== ABOUT THIS TASK ==
Output every record below exactly as it appears.
DATA FOR THE TASK Block Start
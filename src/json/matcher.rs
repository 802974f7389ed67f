//! Partial JSON matching.

use super::{format_number, Value};

/// A JSON value used as a partial-match pattern.
///
/// Every key or index present in the pattern must match its counterpart in
/// the candidate; extra candidate members are ignored. Scalars are compared
/// loosely: a number pattern accepts the same number written as a string, a
/// string pattern accepts the textual form of a number or boolean, and a
/// regex pattern is applied to the textual form of any scalar. `null` inside
/// a pattern array matches anything at that position.
#[derive(Debug, Clone, PartialEq)]
pub struct JsonMatcher(Box<Value>);

impl JsonMatcher {
    pub fn new(pattern: Value) -> Self {
        Self(Box::new(pattern))
    }

    pub fn pattern(&self) -> &Value {
        &self.0
    }

    pub fn into_pattern(self) -> Value {
        *self.0
    }

    pub fn matches(&self, candidate: &Value) -> bool {
        matches_value(&self.0, candidate)
    }

    /// Parse `bytes` as JSON and match; unparsable input never matches.
    pub fn matches_bytes(&self, bytes: &[u8]) -> bool {
        Value::parse(bytes)
            .map(|candidate| self.matches(&candidate))
            .unwrap_or(false)
    }
}

fn matches_value(pattern: &Value, candidate: &Value) -> bool {
    match pattern {
        Value::Null => candidate.is_null(),
        Value::Object(expected) => match candidate {
            Value::Object(actual) => expected
                .iter()
                .all(|(key, p)| matches_value(p, actual.value(key))),
            _ => false,
        },
        Value::Array(expected) => match candidate {
            Value::Array(actual) => expected.iter().enumerate().all(|(idx, p)| {
                if p.is_null() {
                    return true;
                }
                actual.get(idx).is_some_and(|c| matches_value(p, c))
            }),
            _ => false,
        },
        Value::Number(n) => match candidate {
            Value::Number(c) => (n - c).abs() < 1e-9,
            Value::String(s) => format_number(*n) == *s,
            _ => false,
        },
        Value::String(s) => match candidate {
            Value::String(c) => s == c,
            Value::Number(c) => *s == format_number(*c),
            Value::Bool(c) => *s == c.to_string(),
            _ => false,
        },
        Value::Bool(b) => match candidate {
            Value::Bool(c) => b == c,
            Value::String(s) => b.to_string() == *s,
            _ => false,
        },
        Value::Regex(re) => match candidate {
            Value::String(s) => re.is_match(s),
            Value::Number(n) => re.is_match(&format_number(*n)),
            Value::Bool(b) => re.is_match(&b.to_string()),
            Value::Regex(other) => re.as_str() == other.as_str(),
            _ => false,
        },
        Value::Matcher(inner) => matches_value(inner.pattern(), candidate),
    }
}

#[cfg(test)]
mod tests {
    use super::*;
    use regex::Regex;

    fn json(text: &str) -> Value {
        Value::parse(text.as_bytes()).unwrap()
    }

    fn matcher(text: &str) -> JsonMatcher {
        JsonMatcher::new(json(text))
    }

    #[test]
    fn test_partial_object_match() {
        assert!(matcher(r#"{"a":1}"#).matches(&json(r#"{"a":1,"b":2}"#)));
        assert!(!matcher(r#"{"a":1,"b":2}"#).matches(&json(r#"{"a":1}"#)));
        assert!(matcher(r#"{"a":{"b":[1]}}"#).matches(&json(r#"{"a":{"b":[1,2],"c":0}}"#)));
        assert!(!matcher(r#"{"a":1}"#).matches(&json("[1]")));
    }

    #[test]
    fn test_array_null_is_wildcard() {
        let m = matcher("[null, 2]");
        assert!(m.matches(&json("[\"anything\", 2, 3]")));
        assert!(!m.matches(&json("[1, 3]")));
        assert!(!m.matches(&json("[1]")));
    }

    #[test]
    fn test_scalar_coercion() {
        assert!(matcher("12").matches(&json("\"12\"")));
        assert!(matcher("\"12\"").matches(&json("12")));
        assert!(matcher("\"true\"").matches(&json("true")));
        assert!(matcher("true").matches(&json("\"true\"")));
        assert!(!matcher("true").matches(&json("1")));
        assert!(!matcher("null").matches(&json("0")));
    }

    #[test]
    fn test_regex_inside_pattern() {
        let mut pattern = crate::json::Object::new();
        pattern.insert("id".into(), Value::Regex(Regex::new(r"^\d+$").unwrap()));
        let m = JsonMatcher::new(Value::Object(pattern));

        assert!(m.matches(&json(r#"{"id":"42"}"#)));
        assert!(m.matches(&json(r#"{"id":42}"#)));
        assert!(!m.matches(&json(r#"{"id":"x42"}"#)));
        assert!(!m.matches(&json(r#"{}"#)));
    }

    #[test]
    fn test_matches_bytes() {
        let m = matcher(r#"{"user":"alice"}"#);
        assert!(m.matches_bytes(br#"{"user":"alice","age":3}"#));
        assert!(!m.matches_bytes(b"not json"));
    }
}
DATA FOR THE TASK Block End
== EXERCISE ANSWER ==
filename src/json/matcher.rs
repository 802974f7389ed67f
//! Partial JSON matching.

use super::{format_number, Value};

/// A JSON value used as a partial-match pattern.
///
/// Every key or index present in the pattern must match its counterpart in
/// the candidate; extra candidate members are ignored. Scalars are compared
/// loosely: a number pattern accepts the same number written as a string, a
/// string pattern accepts the textual form of a number or boolean, and a
/// regex pattern is applied to the textual form of any scalar. `null` inside
/// a pattern array matches anything at that position.
#[derive(Debug, Clone, PartialEq)]
pub struct JsonMatcher(Box<Value>);

impl JsonMatcher {
    pub fn new(pattern: Value) -> Self {
        Self(Box::new(pattern))
    }

    pub fn pattern(&self) -> &Value {
        &self.0
    }

    pub fn into_pattern(self) -> Value {
        *self.0
    }

    pub fn matches(&self, candidate: &Value) -> bool {
        matches_value(&self.0, candidate)
    }

    /// Parse `bytes` as JSON and match; unparsable input never matches.
    pub fn matches_bytes(&self, bytes: &[u8]) -> bool {
        Value::parse(bytes)
            .map(|candidate| self.matches(&candidate))
            .unwrap_or(false)
    }
}

fn matches_value(pattern: &Value, candidate: &Value) -> bool {
    match pattern {
        Value::Null => candidate.is_null(),
        Value::Object(expected) => match candidate {
            Value::Object(actual) => expected
                .iter()
                .all(|(key, p)| matches_value(p, actual.value(key))),
            _ => false,
        },
        Value::Array(expected) => match candidate {
            Value::Array(actual) => expected.iter().enumerate().all(|(idx, p)| {
                if p.is_null() {
                    return true;
                }
                actual.get(idx).is_some_and(|c| matches_value(p, c))
            }),
            _ => false,
        },
        Value::Number(n) => match candidate {
            Value::Number(c) => (n - c).abs() < 1e-9,
            Value::String(s) => format_number(*n) == *s,
            _ => false,
        },
        Value::String(s) => match candidate {
            Value::String(c) => s == c,
            Value::Number(c) => *s == format_number(*c),
            Value::Bool(c) => *s == c.to_string(),
            _ => false,
        },
        Value::Bool(b) => match candidate {
            Value::Bool(c) => b == c,
            Value::String(s) => b.to_string() == *s,
            _ => false,
        },
        Value::Regex(re) => match candidate {
            Value::String(s) => re.is_match(s),
            Value::Number(n) => re.is_match(&format_number(*n)),
            Value::Bool(b) => re.is_match(&b.to_string()),
            Value::Regex(other) => re.as_str() == other.as_str(),
            _ => false,
        },
        Value::Matcher(inner) => matches_value(inner.pattern(), candidate),
    }
}

#[cfg(test)]
mod tests {
    use super::*;
    use regex::Regex;

    fn json(text: &str) -> Value {
        Value::parse(text.as_bytes()).unwrap()
    }

    fn matcher(text: &str) -> JsonMatcher {
        JsonMatcher::new(json(text))
    }

    #[test]
    fn test_partial_object_match() {
        assert!(matcher(r#"{"a":1}"#).matches(&json(r#"{"a":1,"b":2}"#)));
        assert!(!matcher(r#"{"a":1,"b":2}"#).matches(&json(r#"{"a":1}"#)));
        assert!(matcher(r#"{"a":{"b":[1]}}"#).matches(&json(r#"{"a":{"b":[1,2],"c":0}}"#)));
        assert!(!matcher(r#"{"a":1}"#).matches(&json("[1]")));
    }

    #[test]
    fn test_array_null_is_wildcard() {
        let m = matcher("[null, 2]");
        assert!(m.matches(&json("[\"anything\", 2, 3]")));
        assert!(!m.matches(&json("[1, 3]")));
        assert!(!m.matches(&json("[1]")));
    }

    #[test]
    fn test_scalar_coercion() {
        assert!(matcher("12").matches(&json("\"12\"")));
        assert!(matcher("\"12\"").matches(&json("12")));
        assert!(matcher("\"true\"").matches(&json("true")));
        assert!(matcher("true").matches(&json("\"true\"")));
        assert!(!matcher("true").matches(&json("1")));
        assert!(!matcher("null").matches(&json("0")));
    }

    #[test]
    fn test_regex_inside_pattern() {
        let mut pattern = crate::json::Object::new();
        pattern.insert("id".into(), Value::Regex(Regex::new(r"^\d+$").unwrap()));
        let m = JsonMatcher::new(Value::Object(pattern));

        assert!(m.matches(&json(r#"{"id":"42"}"#)));
        assert!(m.matches(&json(r#"{"id":42}"#)));
        assert!(!m.matches(&json(r#"{"id":"x42"}"#)));
        assert!(!m.matches(&json(r#"{}"#)));
    }

    #[test]
    fn test_matches_bytes() {
        let m = matcher(r#"{"user":"alice"}"#);
        assert!(m.matches_bytes(br#"{"user":"alice","age":3}"#));
        assert!(!m.matches_bytes(b"not json"));
    }
}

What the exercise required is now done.